The object of this operation is to secure greater relaxation of the muscles of the eyes and head, which would work for hours, without external stimulus, if the brain cells were not destroyed by the probe.
In most text-books on physiology it is stated that accommodation is controlled by the third cranial nerve, which supplies all the muscles of the eyeball except the superior oblique and the external rectus; but the fourth cranial nerve, which supplies only the superior oblique, was found in these experiments to be just as much a nerve of accommodation as the third. When either the third or the fourth nerve was stimulated with electricity near its point of origin in the brain accommodation always resulted in the normal eye. When the origin of either nerve was covered with a small wad of cotton soaked in a two per cent solution of atropine sulphate in a normal salt solution, stimulation of that nerve produced no accommodation, while stimulation of the unparalyzed nerve did produce it. When the origin of both nerves was covered with cotton soaked in atropine, accommodation could not be produced by electrical stimulation of either or both. When the cotton was removed and the nerves washed with normal salt solution, electrical stimulation of either or both produced accommodation just as before the atropine had been applied. This experiment, which was performed repeatedly for more than an hour by alternately applying and removing the atropine, not only demonstrated clearly what had not been known before, namely, that the fourth nerve is a nerve of accommodation, but also demonstrated that the superior oblique muscle which is supplied by it is an important factor in accommodation. It was further found that when the action of the oblique muscles was prevented by dividing them, the stimulation of the third nerve produced, not accommodation, but hypermetropia.
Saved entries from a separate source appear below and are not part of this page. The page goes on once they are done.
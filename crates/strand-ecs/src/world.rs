use std::any::{type_name, Any, TypeId};
use std::collections::HashMap;
use std::sync::Arc;

use parking_lot::{Mutex, RwLock};
use tracing::{debug, warn};

use crate::builtins::EntityId;
use crate::commands::Command;
use crate::component::{Component, ComponentPool, ErasedPool};
use crate::entity::{Entity, EntityAllocator};
use crate::error::{EcsError, EcsResult};
use crate::events::{Event, EventChannel};
use crate::query::{intersect, ComponentSet, Members, Query, QueryId, QueryRegistration};
use crate::registry::{ComponentId, ComponentRegistry};
use crate::resource::{Res, Resources};
use crate::slots::{Slot, SlotView};
use crate::system::{ParamBinding, SystemBuilder, SystemParam};

/// Default number of entity ids a world can hold at once.
pub const DEFAULT_NUM_ENTITIES: usize = 1024;

struct PoolEntry {
    erased: Arc<dyn ErasedPool>,
    typed: Arc<dyn Any + Send + Sync>,
}

struct WorldState {
    registry: ComponentRegistry,
    pools: HashMap<ComponentId, PoolEntry>,
    members: HashMap<ComponentId, Members>,
    entities: EntityAllocator,
    queries: Vec<QueryRegistration>,
    pending: Vec<Command>,
}

struct WorldInner {
    state: RwLock<WorldState>,
    resources: RwLock<Resources>,
    events: Mutex<HashMap<TypeId, Arc<dyn Any + Send + Sync>>>,
}

/// The central ECS container: component pools, entity ids, which entities
/// hold which components, registered queries, resources and pending
/// commands.
///
/// `World` is a cheap handle; clones refer to the same world. Every
/// [`EntityId`] pool is created with the world and sized to its entity
/// capacity.
#[derive(Clone)]
pub struct World {
    inner: Arc<WorldInner>,
}

impl World {
    pub fn new(registry: ComponentRegistry, num_entities: usize) -> Self {
        let world = Self {
            inner: Arc::new(WorldInner {
                state: RwLock::new(WorldState {
                    registry,
                    pools: HashMap::new(),
                    members: HashMap::new(),
                    entities: EntityAllocator::with_capacity(num_entities),
                    queries: Vec::new(),
                    pending: Vec::new(),
                }),
                resources: RwLock::new(Resources::new()),
                events: Mutex::new(HashMap::new()),
            }),
        };
        world.add_pool(EntityId::create_pool(num_entities));
        world
    }

    /// A world with a fresh registry and room for `num_entities` entities.
    pub fn with_capacity(num_entities: usize) -> Self {
        Self::new(ComponentRegistry::new(), num_entities)
    }

    // ---- Pools ----

    /// Add the pool for `C`, replacing any previous pool of that type along
    /// with its membership.
    pub fn add_pool<C: Component>(&self, pool: ComponentPool<C>) -> ComponentId {
        let pool = Arc::new(pool);
        let mut state = self.inner.state.write();
        let id = state.registry.register::<C>();
        let capacity = state.entities.capacity();
        let entry = PoolEntry {
            erased: pool.clone(),
            typed: pool,
        };
        if state.pools.insert(id, entry).is_some() {
            warn!(component = type_name::<C>(), "Replaced existing component pool");
        }
        state.members.insert(id, Members::with_capacity(capacity));
        debug!(component = type_name::<C>(), id, "Added component pool");
        id
    }

    pub fn has_pool<C: Component>(&self) -> bool {
        let state = self.inner.state.read();
        state
            .registry
            .id_of::<C>()
            .is_some_and(|id| state.pools.contains_key(&id))
    }

    /// The pool for `C`.
    pub fn pool<C: Component>(&self) -> EcsResult<Arc<ComponentPool<C>>> {
        let state = self.inner.state.read();
        state
            .registry
            .id_of::<C>()
            .and_then(|id| state.pools.get(&id))
            .and_then(|entry| entry.typed.clone().downcast::<ComponentPool<C>>().ok())
            .ok_or(EcsError::MissingPool(type_name::<C>()))
    }

    /// A view of `C`'s pool through `slots`.
    pub fn get_view<C: Component>(&self, slots: &SlotView) -> EcsResult<C> {
        Ok(self.pool::<C>()?.view_of(slots))
    }

    /// Views over every entity currently holding all of `Q`, resolved now.
    pub fn view<Q: ComponentSet>(&self) -> EcsResult<Q> {
        let id = self.add_query(&Q::components());
        Ok(Query::<Q>::resolve(self, id)?.result())
    }

    pub fn component_id<C: Component>(&self) -> Option<ComponentId> {
        self.inner.state.read().registry.id_of::<C>()
    }

    // ---- Entities ----

    /// Number of live entities, including those not yet visible to queries.
    pub fn entity_count(&self) -> usize {
        self.inner.state.read().entities.len()
    }

    pub fn entity_capacity(&self) -> usize {
        self.inner.state.read().entities.capacity()
    }

    pub fn is_alive(&self, entity: Entity) -> bool {
        self.inner.state.read().entities.is_alive(entity)
    }

    /// Allocate ids and rows for `num` entities holding `components`, write
    /// the ids into [`EntityId`] and queue their membership. Returns one slot
    /// view per requested component, in request order.
    pub(crate) fn spawn_rows(
        &self,
        components: &[(TypeId, &'static str)],
        num: usize,
    ) -> EcsResult<Vec<SlotView>> {
        let mut state = self.inner.state.write();
        let entity_id = state
            .registry
            .id_of::<EntityId>()
            .ok_or(EcsError::MissingPool(type_name::<EntityId>()))?;

        let mut requested = Vec::with_capacity(components.len());
        for &(type_id, name) in components {
            let id = state
                .registry
                .id_of_raw(type_id)
                .filter(|id| state.pools.contains_key(id))
                .ok_or(EcsError::MissingPool(name))?;
            requested.push(id);
        }
        let mut touched = requested.clone();
        touched.push(entity_id);
        touched.sort_unstable();
        touched.dedup();

        for id in &touched {
            let pool = &state.pools[id].erased;
            if pool.remaining() < num {
                return Err(EcsError::CapacityExceeded {
                    component: pool.type_name(),
                    requested: num,
                    live: pool.len(),
                    capacity: pool.capacity(),
                });
            }
        }
        let entities = state.entities.allocate(num)?;

        let mut spawned = HashMap::with_capacity(touched.len());
        for id in touched {
            let slots = state.pools[&id].erased.spawn_slots(num)?;
            state.pending.push(Command::Insert {
                component: id,
                entities: entities.clone(),
                slots: slots.clone(),
            });
            spawned.insert(id, slots);
        }

        let ids = state.pools[&entity_id]
            .typed
            .clone()
            .downcast::<ComponentPool<EntityId>>()
            .map_err(|_| EcsError::MissingPool(type_name::<EntityId>()))?
            .view_of(&spawned[&entity_id]);
        ids.value.fill(&entities)?;

        debug!(num, components = components.len(), "Spawned entities");
        Ok(requested.iter().map(|id| spawned[id].clone()).collect())
    }

    pub(crate) fn queue(&self, command: Command) {
        self.inner.state.write().pending.push(command);
    }

    /// Apply every queued spawn and despawn. Returns how many commands were
    /// applied.
    pub fn flush_commands(&self) -> usize {
        let mut state = self.inner.state.write();
        let pending = std::mem::take(&mut state.pending);
        let applied = pending.len();
        for command in pending {
            match command {
                Command::Insert {
                    component,
                    entities,
                    slots,
                } => {
                    if let Some(members) = state.members.get_mut(&component) {
                        for (&entity, &slot) in entities.iter().zip(slots.as_slice()) {
                            members.insert(entity, slot);
                        }
                    }
                }
                Command::Despawn(entities) => despawn(&mut state, &entities),
            }
        }
        if applied > 0 {
            debug!(applied, "Flushed commands");
        }
        applied
    }

    // ---- Queries ----

    /// Register a query over `components`, returning the id of an existing
    /// registration for the same components if there is one.
    pub(crate) fn add_query(&self, components: &[(TypeId, &'static str)]) -> QueryId {
        let mut state = self.inner.state.write();
        let ids: Vec<ComponentId> = components
            .iter()
            .map(|&(type_id, name)| state.registry.register_raw(type_id, name))
            .collect();
        if let Some(existing) = state.queries.iter().position(|query| query.components == ids) {
            return existing;
        }
        state.queries.push(QueryRegistration { components: ids });
        state.queries.len() - 1
    }

    /// One slot view per component of the query, row-aligned, over every
    /// entity in the intersection, ascending by entity id.
    pub(crate) fn run_query(&self, id: QueryId) -> EcsResult<Vec<SlotView>> {
        let state = self.inner.state.read();
        let query = state
            .queries
            .get(id)
            .ok_or_else(|| EcsError::SystemNotInitialized(format!("query {id}")))?;
        let mut members = Vec::with_capacity(query.components.len());
        for component in &query.components {
            let set = state
                .members
                .get(component)
                .ok_or(EcsError::MissingPool(
                    state.registry.name(*component).unwrap_or("<unknown>"),
                ))?;
            members.push(set);
        }
        Ok(intersect(&members))
    }

    // ---- Resources ----

    /// Insert a resource, replacing any previous value of the same type.
    pub fn add_resource<R: 'static + Send + Sync>(&self, resource: R) {
        self.inner.resources.write().insert(resource);
        debug!(resource = type_name::<R>(), "Added resource");
    }

    pub fn has_resource<R: 'static + Send + Sync>(&self) -> bool {
        self.inner.resources.read().contains::<R>()
    }

    pub(crate) fn has_resource_raw(&self, type_id: TypeId) -> bool {
        self.inner.resources.read().contains_raw(type_id)
    }

    /// Exclusive access to a resource. Fails if it is missing or already
    /// held elsewhere.
    pub fn resource<R: 'static + Send + Sync>(&self) -> EcsResult<Res<R>> {
        self.inner.resources.read().borrow_mut::<R>()
    }

    pub fn remove_resource<R: 'static + Send + Sync>(&self) -> Option<R> {
        self.inner.resources.write().remove::<R>()
    }

    // ---- Events ----

    pub(crate) fn event_channel<E: Event>(&self) -> Arc<EventChannel<E>> {
        let mut channels = self.inner.events.lock();
        let channel = channels
            .entry(TypeId::of::<E>())
            .or_insert_with(|| {
                let channel: Arc<dyn Any + Send + Sync> = Arc::new(EventChannel::<E>::new());
                channel
            })
            .clone();
        match channel.downcast::<EventChannel<E>>() {
            Ok(channel) => channel,
            // Keyed by `TypeId`, so the entry always holds this type.
            Err(_) => Arc::new(EventChannel::new()),
        }
    }
}

impl Default for World {
    fn default() -> Self {
        Self::with_capacity(DEFAULT_NUM_ENTITIES)
    }
}

fn despawn(state: &mut WorldState, entities: &[Entity]) {
    let mut freed: HashMap<ComponentId, Vec<Slot>> = HashMap::new();
    for &entity in entities {
        if !state.entities.deallocate(entity) {
            warn!(entity, "Ignoring despawn of an entity that is not alive");
            continue;
        }
        for (&component, members) in state.members.iter_mut() {
            if let Some(slot) = members.remove(entity) {
                freed.entry(component).or_default().push(slot);
            }
        }
    }
    for (component, slots) in freed {
        if let Some(pool) = state.pools.get(&component) {
            pool.erased.despawn_slots(&slots);
        }
    }
}

impl SystemParam for World {
    fn bind(_builder: &mut SystemBuilder<'_>) -> EcsResult<ParamBinding> {
        Ok(ParamBinding::World)
    }

    fn fetch(world: &World, _binding: &ParamBinding) -> EcsResult<Self> {
        Ok(world.clone())
    }
}

#[cfg(test)]
mod tests {
    use super::*;
    use crate::commands::Commands;
    use crate::field::Field;

    crate::component! {
        struct Health {
            value: Field<f32> = 100.0,
        }
    }

    #[test]
    fn entity_id_pool_is_builtin() {
        let world = World::with_capacity(8);
        assert!(world.has_pool::<EntityId>());
        assert_eq!(world.pool::<EntityId>().unwrap().capacity(), 8);
        assert!(!world.has_pool::<Health>());
        assert!(matches!(
            world.pool::<Health>(),
            Err(EcsError::MissingPool(name)) if name.ends_with("Health")
        ));
    }

    #[test]
    fn spawn_writes_entity_ids() {
        let world = World::with_capacity(8);
        world.add_pool(Health::create_pool(8));
        let commands = Commands::new(world.clone());
        let (ids, health) = commands.spawn::<(EntityId, Health)>(3).unwrap();
        assert_eq!(ids.ids(), vec![0, 1, 2]);
        assert_eq!(health.value.to_vec(), vec![100.0; 3]);
        assert_eq!(world.entity_count(), 3);
        assert!(world.is_alive(2));
        assert_eq!(world.flush_commands(), 2);
        assert_eq!(world.flush_commands(), 0);
    }

    #[test]
    fn spawn_into_missing_pool_fails() {
        let world = World::with_capacity(8);
        let commands = Commands::new(world.clone());
        assert!(matches!(
            commands.spawn::<Health>(1),
            Err(EcsError::MissingPool(_))
        ));
        assert_eq!(world.entity_count(), 0);
    }

    #[test]
    fn entity_capacity_bounds_spawns() {
        let world = World::with_capacity(2);
        world.add_pool(Health::create_pool(8));
        let commands = Commands::new(world.clone());
        assert!(matches!(
            commands.spawn::<Health>(3),
            Err(EcsError::CapacityExceeded { .. })
        ));
        assert!(world.pool::<Health>().unwrap().is_empty());
    }

    #[test]
    fn queries_are_deduplicated() {
        let world = World::with_capacity(4);
        world.add_pool(Health::create_pool(4));
        let components = <(EntityId, Health)>::components();
        assert_eq!(world.add_query(&components), world.add_query(&components));
        assert_ne!(world.add_query(&components), world.add_query(&Health::components()));
    }

    #[test]
    fn resources_are_shared_between_handles() {
        let world = World::default();
        let other = world.clone();
        world.add_resource(3u32);
        *other.resource::<u32>().unwrap() += 1;
        assert_eq!(*world.resource::<u32>().unwrap(), 4);
        assert_eq!(world.remove_resource::<u32>(), Some(4));
        assert!(!other.has_resource::<u32>());
    }
}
In all the experiments all sources of error are believed to have been eliminated. They were all repeated many times and always with the same result. They seemed, therefore, to leave no room for doubt that neither the lens nor any muscle inside the eyeball has anything to do with accommodation, but that the process whereby the eye adjusts itself for vision at different distances is entirely controlled by the action of the muscles on the outside of the globe.
1. The refractive system.
2. On the Anomalies of Accommodation and Refraction of the Eye, p. 22.
3. In many animals, notably in rabbits, the internal and external recti are either absent or rudimentary, so that. practically, in such cases, there are only two recti, just as there are only two obliques. In others, as in many fish, the internal rectus is negligible.